I still think the section from 130th Station in Bel-Red to Overlake Transit Center is goofy. From 130th Station which is basically on Bel-Red Road the tracks jog back to SR520 only to follow the highway for a few blocks before jogging away again along NE24th to 152nd NE and then back to the SR 520 ROW. Either staying on SR 520 or following either Bel-Red Road or NE20th to 152nd would seem to make a lot more sense. City of Redmond identified the Marymoor alternative for East Link segment E as their preferred alignment before the East Link DEIS was even published. Interesting to note (I know it’s not all of segment E) that the cost estimate is a bargin $70M.

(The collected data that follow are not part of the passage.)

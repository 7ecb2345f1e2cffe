use std::path::PathBuf;

use clap::{Args, Parser, Subcommand};
use clap_complete::Shell;

#[derive(Parser)]
#[command(name = "literer")]
#[command(about = "Literature review drafting with LLMs", long_about = None)]
#[command(version)]
pub struct Cli {
    /// Completion model (overrides config)
    #[arg(long, global = true)]
    pub model: Option<String>,

    /// Config file (default: platform config dir)
    #[arg(long, global = true)]
    pub config: Option<PathBuf>,

    #[command(subcommand)]
    pub command: Commands,
}

#[derive(Subcommand)]
pub enum Commands {
    /// Derive search queries for a topic
    Keywords {
        topic: String,

        /// Number of queries
        #[arg(short = 'n', long, default_value = "3")]
        count: usize,
    },

    /// Search Semantic Scholar
    Papers(PapersArgs),

    /// Draft a literature review for a topic
    Review(ReviewArgs),

    /// Get editor feedback on a draft, optionally revising it
    Feedback(FeedbackArgs),

    /// Preview how a draft is split into chunks
    Chunks {
        file: PathBuf,

        /// Token budget per chunk (default from config)
        #[arg(long)]
        tokens: Option<usize>,
    },

    /// List top journals for a field
    Journals {
        field: String,

        /// Show the full list instead of the top five
        #[arg(long)]
        all: bool,
    },

    /// List models available to the API key
    Models,

    /// Generate shell completions
    Completions {
        #[arg(value_enum)]
        shell: Shell,
    },
}

#[derive(Args)]
pub struct PapersArgs {
    pub keyword: String,

    /// Maximum number of papers (capped at 100)
    #[arg(long)]
    pub limit: Option<usize>,

    #[arg(long)]
    pub year_start: Option<u32>,

    #[arg(long)]
    pub year_end: Option<u32>,

    /// Venue filter (repeatable)
    #[arg(long = "venue")]
    pub venues: Vec<String>,

    /// Field of study filter (repeatable)
    #[arg(long = "field")]
    pub fields: Vec<String>,

    /// Publication type filter (repeatable)
    #[arg(long = "type")]
    pub types: Vec<String>,

    /// Write the BibTeX bibliography to this file
    #[arg(long)]
    pub bib: Option<PathBuf>,

    /// Print results as JSON
    #[arg(long)]
    pub json: bool,
}

#[derive(Args)]
pub struct ReviewArgs {
    pub topic: String,

    /// Number of search queries to derive
    #[arg(long, default_value = "3")]
    pub keywords: usize,

    /// Publications per query (default from config)
    #[arg(long)]
    pub publications: Option<usize>,

    /// Plain citations instead of TeX \textcite / \parencite
    #[arg(long)]
    pub no_tex: bool,

    /// Write the BibTeX bibliography to this file
    #[arg(long)]
    pub bib: Option<PathBuf>,

    /// Write the review to this file instead of stdout
    #[arg(long)]
    pub out: Option<PathBuf>,
}

#[derive(Args)]
pub struct FeedbackArgs {
    /// Draft to review
    pub file: PathBuf,

    /// Target journal (repeatable)
    #[arg(long = "journal", required = true)]
    pub journals: Vec<String>,

    /// Token budget per chunk (default from config)
    #[arg(long)]
    pub tokens: Option<usize>,

    /// Also rewrite each chunk according to its feedback
    #[arg(long)]
    pub revise: bool,

    /// Write the result to this file instead of stdout
    #[arg(long)]
    pub out: Option<PathBuf>,

    /// Print results as JSON
    #[arg(long)]
    pub json: bool,
}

Although they’ve put considerable effort into HCT in the future they seem to have take their eye off the ball on this short section of segment D where it enters the City of Redmond.
The Bel-Red road alignment was dropped during planning. The reasoning is in the DEIS.
SR520 is there as D5 and the NE 20th alignment is there as D3. D3 I believe is the most expensive segment D option and has the worst travel times. I don’t know as Redmond has expressed a preference for the alignment of segment D. Though by comments in some of their planning documents I’d guess they prefer keeping the travel times through segments B, C, and D as short as possible. Given Bellevue’s preferred alignment I suspect there may be a bit of conflict there, though Bellevue’s preferred alignment isn’t nearly as bad travel time wise as going at-grade through downtown Bellevue would be.
I suspect the reason Redmond’s preferred alignment for segment E was selected so early is it would appear the segment E alternatives were developed by Sound Transit in partnership with the City of Redmond’s planning process.